*** Opening of DATA SUPPLIED ***
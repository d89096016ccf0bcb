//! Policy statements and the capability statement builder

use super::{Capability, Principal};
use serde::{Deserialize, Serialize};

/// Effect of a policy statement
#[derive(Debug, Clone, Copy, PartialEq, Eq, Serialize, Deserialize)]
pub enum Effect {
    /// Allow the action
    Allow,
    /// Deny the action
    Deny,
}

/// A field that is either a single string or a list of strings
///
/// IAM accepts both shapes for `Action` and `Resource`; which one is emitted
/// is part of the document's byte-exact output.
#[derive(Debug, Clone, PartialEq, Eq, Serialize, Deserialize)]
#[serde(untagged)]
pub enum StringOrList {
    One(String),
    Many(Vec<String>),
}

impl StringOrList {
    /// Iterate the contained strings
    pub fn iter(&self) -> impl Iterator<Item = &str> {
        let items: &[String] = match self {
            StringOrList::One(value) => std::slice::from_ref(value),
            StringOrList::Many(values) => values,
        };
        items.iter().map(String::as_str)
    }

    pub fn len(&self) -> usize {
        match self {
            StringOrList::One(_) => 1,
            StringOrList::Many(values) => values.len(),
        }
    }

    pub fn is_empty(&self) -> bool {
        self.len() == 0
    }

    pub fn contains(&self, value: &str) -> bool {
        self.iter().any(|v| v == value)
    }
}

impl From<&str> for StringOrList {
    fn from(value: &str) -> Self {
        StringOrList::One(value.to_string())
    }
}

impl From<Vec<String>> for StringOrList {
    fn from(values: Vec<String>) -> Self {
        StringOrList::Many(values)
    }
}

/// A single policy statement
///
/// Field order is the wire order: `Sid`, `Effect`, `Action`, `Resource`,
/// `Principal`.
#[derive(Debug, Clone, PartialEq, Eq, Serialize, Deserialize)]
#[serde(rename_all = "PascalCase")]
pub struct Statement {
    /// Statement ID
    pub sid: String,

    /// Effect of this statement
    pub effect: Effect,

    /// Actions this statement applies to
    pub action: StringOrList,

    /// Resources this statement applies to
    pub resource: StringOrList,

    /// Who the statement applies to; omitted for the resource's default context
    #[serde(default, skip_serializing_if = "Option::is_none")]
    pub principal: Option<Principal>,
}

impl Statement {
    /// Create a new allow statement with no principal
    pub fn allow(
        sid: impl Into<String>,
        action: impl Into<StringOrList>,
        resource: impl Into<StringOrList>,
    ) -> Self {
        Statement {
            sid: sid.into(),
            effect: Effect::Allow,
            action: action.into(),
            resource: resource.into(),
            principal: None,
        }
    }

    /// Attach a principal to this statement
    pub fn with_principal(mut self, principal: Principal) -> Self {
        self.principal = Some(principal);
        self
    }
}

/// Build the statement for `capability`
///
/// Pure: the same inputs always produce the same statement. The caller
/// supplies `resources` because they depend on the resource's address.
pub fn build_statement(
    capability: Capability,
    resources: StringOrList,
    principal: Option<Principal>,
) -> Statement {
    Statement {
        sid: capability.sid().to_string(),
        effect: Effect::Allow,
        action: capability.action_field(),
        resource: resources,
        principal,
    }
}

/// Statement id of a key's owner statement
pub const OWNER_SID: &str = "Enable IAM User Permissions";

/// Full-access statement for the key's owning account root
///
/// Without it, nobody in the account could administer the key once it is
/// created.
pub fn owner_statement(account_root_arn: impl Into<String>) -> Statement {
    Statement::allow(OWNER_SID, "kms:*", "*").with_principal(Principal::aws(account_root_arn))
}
*** Close of DATA SUPPLIED ***
*** Opening of DATA SUPPLIED ***
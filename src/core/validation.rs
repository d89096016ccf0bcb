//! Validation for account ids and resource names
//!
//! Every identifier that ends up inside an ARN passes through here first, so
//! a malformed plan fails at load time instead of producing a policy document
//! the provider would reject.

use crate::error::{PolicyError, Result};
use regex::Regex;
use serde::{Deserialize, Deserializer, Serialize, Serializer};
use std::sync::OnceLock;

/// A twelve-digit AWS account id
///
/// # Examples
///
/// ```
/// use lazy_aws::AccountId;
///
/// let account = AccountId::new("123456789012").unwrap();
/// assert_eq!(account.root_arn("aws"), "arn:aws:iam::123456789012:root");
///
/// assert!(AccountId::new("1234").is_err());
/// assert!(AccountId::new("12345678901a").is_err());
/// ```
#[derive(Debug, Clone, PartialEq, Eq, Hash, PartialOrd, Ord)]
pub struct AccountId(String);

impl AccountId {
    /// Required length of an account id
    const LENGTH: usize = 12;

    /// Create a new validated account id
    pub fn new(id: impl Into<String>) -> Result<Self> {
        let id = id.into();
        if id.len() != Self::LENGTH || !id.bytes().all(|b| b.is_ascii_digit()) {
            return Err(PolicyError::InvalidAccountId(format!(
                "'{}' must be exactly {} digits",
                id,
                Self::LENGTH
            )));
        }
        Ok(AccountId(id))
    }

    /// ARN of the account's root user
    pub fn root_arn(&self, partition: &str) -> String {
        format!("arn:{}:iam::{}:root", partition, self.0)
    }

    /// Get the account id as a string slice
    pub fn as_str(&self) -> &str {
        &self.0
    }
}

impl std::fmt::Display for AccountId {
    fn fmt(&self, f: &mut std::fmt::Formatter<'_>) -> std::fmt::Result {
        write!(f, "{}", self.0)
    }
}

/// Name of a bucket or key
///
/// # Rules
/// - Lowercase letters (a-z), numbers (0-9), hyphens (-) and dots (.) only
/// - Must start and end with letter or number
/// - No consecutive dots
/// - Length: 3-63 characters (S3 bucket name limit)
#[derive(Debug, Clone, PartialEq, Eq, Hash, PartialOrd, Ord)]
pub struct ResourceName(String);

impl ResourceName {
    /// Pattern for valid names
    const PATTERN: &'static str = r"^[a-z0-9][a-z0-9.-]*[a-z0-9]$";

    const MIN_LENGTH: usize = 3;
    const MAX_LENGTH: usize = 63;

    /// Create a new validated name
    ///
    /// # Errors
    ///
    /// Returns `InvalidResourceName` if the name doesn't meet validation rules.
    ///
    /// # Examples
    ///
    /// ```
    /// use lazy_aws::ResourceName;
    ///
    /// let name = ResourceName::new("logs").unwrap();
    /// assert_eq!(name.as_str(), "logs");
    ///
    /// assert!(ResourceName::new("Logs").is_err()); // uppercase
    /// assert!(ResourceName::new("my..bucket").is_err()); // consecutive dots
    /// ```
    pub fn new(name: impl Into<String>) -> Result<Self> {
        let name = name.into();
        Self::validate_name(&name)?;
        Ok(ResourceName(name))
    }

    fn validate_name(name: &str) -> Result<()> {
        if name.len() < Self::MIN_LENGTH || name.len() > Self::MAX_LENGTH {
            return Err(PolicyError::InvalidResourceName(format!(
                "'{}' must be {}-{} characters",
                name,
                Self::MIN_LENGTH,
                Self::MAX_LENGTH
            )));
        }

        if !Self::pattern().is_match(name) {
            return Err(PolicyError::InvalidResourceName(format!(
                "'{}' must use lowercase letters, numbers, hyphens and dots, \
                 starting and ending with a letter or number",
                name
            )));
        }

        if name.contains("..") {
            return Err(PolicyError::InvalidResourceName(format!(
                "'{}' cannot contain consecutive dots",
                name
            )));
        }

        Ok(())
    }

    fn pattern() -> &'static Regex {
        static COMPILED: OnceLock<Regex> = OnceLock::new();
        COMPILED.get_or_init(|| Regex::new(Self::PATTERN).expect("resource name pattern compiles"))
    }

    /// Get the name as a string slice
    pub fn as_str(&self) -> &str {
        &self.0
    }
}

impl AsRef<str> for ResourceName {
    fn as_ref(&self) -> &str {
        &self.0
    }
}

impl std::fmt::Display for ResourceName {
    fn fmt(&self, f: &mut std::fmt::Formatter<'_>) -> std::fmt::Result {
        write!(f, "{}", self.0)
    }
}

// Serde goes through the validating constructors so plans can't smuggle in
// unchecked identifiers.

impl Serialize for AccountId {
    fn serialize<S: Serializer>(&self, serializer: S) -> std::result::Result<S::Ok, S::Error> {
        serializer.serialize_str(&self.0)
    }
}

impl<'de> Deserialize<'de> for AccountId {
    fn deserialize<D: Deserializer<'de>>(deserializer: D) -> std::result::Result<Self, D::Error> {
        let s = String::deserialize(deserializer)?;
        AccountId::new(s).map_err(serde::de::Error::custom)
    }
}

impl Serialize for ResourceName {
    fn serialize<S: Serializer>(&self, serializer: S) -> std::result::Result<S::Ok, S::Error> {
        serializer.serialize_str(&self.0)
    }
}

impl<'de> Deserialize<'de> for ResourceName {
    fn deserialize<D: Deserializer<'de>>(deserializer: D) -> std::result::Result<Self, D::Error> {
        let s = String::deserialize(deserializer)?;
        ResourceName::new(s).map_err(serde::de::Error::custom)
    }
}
*** Close of DATA SUPPLIED ***
[TASK DESCRIPTION]
Throughout the material above, find each line with "unwrap" and return it.

[ANSWER FOR THIS EXERCISE]
/// let account = AccountId::new("123456789012").unwrap();
    /// let name = ResourceName::new("logs").unwrap();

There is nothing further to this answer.